476    La Commission conteste ces arguments et souligne, en substance, que la jurisprudence du Tribunal a déjà rejeté dans le passé la prise en compte du caractère monoproduit d’une entreprise aux fins du calcul du montant de l’amende.

477    Le point 37 des lignes directrices sur le calcul des amendes prévoit ce qui suit :

« Bien que les présentes Lignes directrices exposent la méthodologie générale pour la fixation d’amendes, les particularités d’une affaire donnée ou la nécessité d’atteindre un niveau dissuasif dans une affaire particulière peuvent justifier que la Commission s’écarte de cette méthodologie ou des limites fixées au point 21. »

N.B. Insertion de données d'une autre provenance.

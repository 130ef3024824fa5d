//! Mission states - what a craft is doing right now
//!
//! Exactly one [`MissionState`] is active per mission. A state is entered
//! once, updated every step, and exited once before being replaced; it is
//! never reused afterwards.
//!
//! `update` is a template: [`MissionState::do_checks`] runs first and may
//! veto the step with a signal, then the state-specific update runs.

use std::ops::ControlFlow;

use hecs::Entity;
use serde::{Deserialize, Serialize};
use tracing::{debug, trace};

use super::context::GeoContext;
use super::MissionSignal;
use crate::components::{Craft, CraftStatus, GeoPosition, Ufo};
use crate::time::MS_PER_HOUR;

#[derive(Debug, Clone, Copy, PartialEq, Eq, Serialize, Deserialize)]
pub enum Phase {
    /// Built but not installed
    Fresh,
    Active,
    /// Replaced; must not be used again
    Exited,
}

/// Count down, then report `TimerFinished` once
#[derive(Debug, Clone, Copy, PartialEq, Serialize, Deserialize)]
pub struct WaitState {
    pub remaining_ms: u64,
    expired: bool,
}

#[derive(Debug, Clone, Copy, PartialEq, Serialize, Deserialize)]
pub struct MoveToPositionState {
    pub destination: GeoPosition,
}

/// Fly home; the destination follows the craft's current home base
#[derive(Debug, Clone, Copy, PartialEq, Serialize, Deserialize)]
pub struct ReturnToBaseState;

#[derive(Debug, Clone, Copy, PartialEq, Serialize, Deserialize)]
pub struct InterceptCraftState {
    pub prey: Entity,
}

/// Fly to `centre` and loiter there for `remaining_ms`
#[derive(Debug, Clone, Copy, PartialEq, Serialize, Deserialize)]
pub struct PatrolState {
    pub centre: GeoPosition,
    pub remaining_ms: u64,
    on_station: bool,
}

#[derive(Debug, Clone, Copy, PartialEq, Serialize, Deserialize)]
pub enum StateKind {
    Wait(WaitState),
    MoveToPosition(MoveToPositionState),
    ReturnToBase(ReturnToBaseState),
    InterceptCraft(InterceptCraftState),
    Patrol(PatrolState),
}

#[derive(Debug, Clone, Serialize, Deserialize)]
pub struct MissionState {
    pub kind: StateKind,
    /// km/h while this state is active
    pub current_speed: f64,
    phase: Phase,
}

impl MissionState {
    fn with_kind(kind: StateKind) -> Self {
        Self {
            kind,
            current_speed: 0.0,
            phase: Phase::Fresh,
        }
    }

    pub fn wait(duration_ms: u64) -> Self {
        Self::with_kind(StateKind::Wait(WaitState {
            remaining_ms: duration_ms,
            expired: false,
        }))
    }

    pub fn move_to(destination: GeoPosition) -> Self {
        Self::with_kind(StateKind::MoveToPosition(MoveToPositionState { destination }))
    }

    pub fn return_to_base() -> Self {
        Self::with_kind(StateKind::ReturnToBase(ReturnToBaseState))
    }

    pub fn intercept(prey: Entity) -> Self {
        Self::with_kind(StateKind::InterceptCraft(InterceptCraftState { prey }))
    }

    pub fn patrol(centre: GeoPosition, duration_ms: u64) -> Self {
        Self::with_kind(StateKind::Patrol(PatrolState {
            centre,
            remaining_ms: duration_ms,
            on_station: false,
        }))
    }

    pub fn phase(&self) -> Phase {
        self.phase
    }

    pub fn name(&self) -> &'static str {
        match self.kind {
            StateKind::Wait(_) => "Wait",
            StateKind::MoveToPosition(_) => "MoveToPosition",
            StateKind::ReturnToBase(_) => "ReturnToBase",
            StateKind::InterceptCraft(_) => "InterceptCraft",
            StateKind::Patrol(_) => "Patrol",
        }
    }

    pub fn is_wait(&self) -> bool {
        matches!(self.kind, StateKind::Wait(_))
    }

    pub fn is_intercept(&self) -> bool {
        matches!(self.kind, StateKind::InterceptCraft(_))
    }

    pub fn is_return_to_base(&self) -> bool {
        matches!(self.kind, StateKind::ReturnToBase(_))
    }

    pub fn on_enter(&mut self, ctx: &mut GeoContext<'_>, craft: Entity) {
        debug_assert_eq!(self.phase, Phase::Fresh, "state entered twice");
        self.phase = Phase::Active;

        let Ok(mut body) = ctx.world.get::<&mut Craft>(craft) else {
            debug_assert!(false, "mission state entered without a craft");
            return;
        };

        match self.kind {
            StateKind::Wait(_) => {
                self.current_speed = 0.0;
            }
            StateKind::InterceptCraft(InterceptCraftState { prey }) => {
                self.current_speed = body.max_speed_kmh;
                body.status = CraftStatus::Airborne;
                body.prey = Some(prey);
                drop(body);
                if let Ok(mut target) = ctx.world.get::<&mut Craft>(prey) {
                    target.add_hunter(craft);
                }
            }
            _ => {
                self.current_speed = body.max_speed_kmh;
                body.status = CraftStatus::Airborne;
            }
        }

        // UFOs sit on the ground while waiting
        if let Ok(mut ufo) = ctx.world.get::<&mut Ufo>(craft) {
            ufo.grounded = self.is_wait();
        }

        debug!(?craft, state = self.name(), "state entered");
    }

    /// Undo whatever `on_enter` registered. Safe when the craft or prey is
    /// already gone.
    pub fn on_exit(&mut self, ctx: &mut GeoContext<'_>, craft: Entity) {
        debug_assert_eq!(self.phase, Phase::Active, "exiting a state that is not active");
        self.phase = Phase::Exited;

        if let StateKind::InterceptCraft(InterceptCraftState { prey }) = self.kind {
            if let Ok(mut target) = ctx.world.get::<&mut Craft>(prey) {
                target.remove_hunter(craft);
            }
            if let Ok(mut body) = ctx.world.get::<&mut Craft>(craft) {
                if body.prey == Some(prey) {
                    body.prey = None;
                }
            }
        }
        self.current_speed = 0.0;
    }

    /// One simulation step. Returns the signal the step produced, if any.
    pub fn update(
        &mut self,
        ctx: &mut GeoContext<'_>,
        craft: Entity,
        ms: u64,
    ) -> Option<MissionSignal> {
        debug_assert_eq!(self.phase, Phase::Active, "updating an inactive state");

        if let ControlFlow::Break(signal) = self.do_checks(ctx, craft) {
            return signal;
        }

        let speed = self.current_speed;
        match &mut self.kind {
            StateKind::Wait(wait) => {
                wait.remaining_ms = wait.remaining_ms.saturating_sub(ms);
                if wait.remaining_ms == 0 && !wait.expired {
                    wait.expired = true;
                    return Some(MissionSignal::TimerFinished);
                }
                None
            }
            StateKind::MoveToPosition(state) => {
                let destination = state.destination;
                fly_toward(ctx, craft, destination, speed, ms)
                    .then_some(MissionSignal::DestinationReached)
            }
            StateKind::ReturnToBase(_) => {
                let Some(base) = home_base(ctx, craft) else {
                    return None;
                };
                let Some(destination) = ctx.site_position(base) else {
                    return Some(MissionSignal::SiteGone { site: base });
                };
                fly_toward(ctx, craft, destination, speed, ms)
                    .then_some(MissionSignal::DestinationReached)
            }
            StateKind::InterceptCraft(InterceptCraftState { prey }) => {
                let prey = *prey;
                let destination = ctx.craft_position(prey)?;
                fly_toward(ctx, craft, destination, speed, ms);

                let position = ctx.craft_position(craft)?;
                (position.distance_km(&destination) <= ctx.config.attack_range_km)
                    .then_some(MissionSignal::InAttackRange { target: prey })
            }
            StateKind::Patrol(patrol) => {
                if !patrol.on_station {
                    let centre = patrol.centre;
                    patrol.on_station = fly_toward(ctx, craft, centre, speed, ms);
                    return None;
                }
                burn_fuel(ctx, craft, ms);
                patrol.remaining_ms = patrol.remaining_ms.saturating_sub(ms);
                (patrol.remaining_ms == 0).then_some(MissionSignal::TimerFinished)
            }
        }
    }

    /// Pre-step checks. `Break` stops the step, optionally with a signal.
    pub fn do_checks(
        &self,
        ctx: &GeoContext<'_>,
        craft: Entity,
    ) -> ControlFlow<Option<MissionSignal>> {
        match self.kind {
            StateKind::InterceptCraft(InterceptCraftState { prey }) => {
                if ctx.craft_position(prey).is_none() {
                    return ControlFlow::Break(Some(MissionSignal::PreyGone));
                }
                if !ctx.is_visible(prey) {
                    return ControlFlow::Break(Some(MissionSignal::PreyTrackingLost));
                }
                check_fuel(ctx, craft)
            }
            StateKind::MoveToPosition(_) | StateKind::Patrol(_) => check_fuel(ctx, craft),
            StateKind::Wait(_) | StateKind::ReturnToBase(_) => ControlFlow::Continue(()),
        }
    }
}

fn home_base(ctx: &GeoContext<'_>, craft: Entity) -> Option<Entity> {
    ctx.world.get::<&Craft>(craft).ok()?.home_base
}

/// FuelLow when what is left would not get the craft home with a margin
fn check_fuel(ctx: &GeoContext<'_>, craft: Entity) -> ControlFlow<Option<MissionSignal>> {
    let Ok(body) = ctx.world.get::<&Craft>(craft) else {
        return ControlFlow::Continue(());
    };
    let (Some(remaining), Some(base)) = (body.remaining_endurance_ms(), body.home_base) else {
        return ControlFlow::Continue(());
    };
    let Some(base_position) = ctx.site_position(base) else {
        return ControlFlow::Continue(());
    };

    let time_home = body.flight_time_ms(body.position.distance_km(&base_position)) as f64;
    if (remaining as f64) < time_home * ctx.config.fuel_reserve_factor {
        ControlFlow::Break(Some(MissionSignal::FuelLow))
    } else {
        ControlFlow::Continue(())
    }
}

fn burn_fuel(ctx: &mut GeoContext<'_>, craft: Entity, ms: u64) {
    if let Ok(mut body) = ctx.world.get::<&mut Craft>(craft) {
        body.consume_fuel(ms);
    }
}

/// Move along the great circle. Returns true once within arrival tolerance.
fn fly_toward(
    ctx: &mut GeoContext<'_>,
    craft: Entity,
    destination: GeoPosition,
    speed_kmh: f64,
    ms: u64,
) -> bool {
    let tolerance = ctx.config.arrival_tolerance_km;
    let Ok(mut body) = ctx.world.get::<&mut Craft>(craft) else {
        return false;
    };

    let km = speed_kmh * ms as f64 / MS_PER_HOUR as f64;
    let (next, reached) = body.position.step_toward(&destination, km);
    body.position = next;
    body.consume_fuel(ms);

    trace!(?craft, lon = next.longitude, lat = next.latitude, "craft moved");
    reached || next.distance_km(&destination) <= tolerance
}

478    En l’espèce, les requérantes prétendent que la Commission aurait dû appliquer le point 37 des lignes directrices sur le calcul des amendes et réduire le montant de leur amende car elles ne fabriquent qu’un seul produit, à savoir des LDO.

479    Cependant, en premier lieu, il y a lieu d’observer que, outre la formulation générique d’un tel argument, les requérantes n’étayent pas suffisamment les raisons qui auraient dû, selon elles, amener le Tribunal à constater une erreur de la Commission en raison de l’absence de prise en considération de leur caractère monoproduit aux fins de la réduction du montant de l’amende et de l’absence de détermination du montant de leur amende sur le fondement du point 37 des lignes directrices sur le calcul des amendes.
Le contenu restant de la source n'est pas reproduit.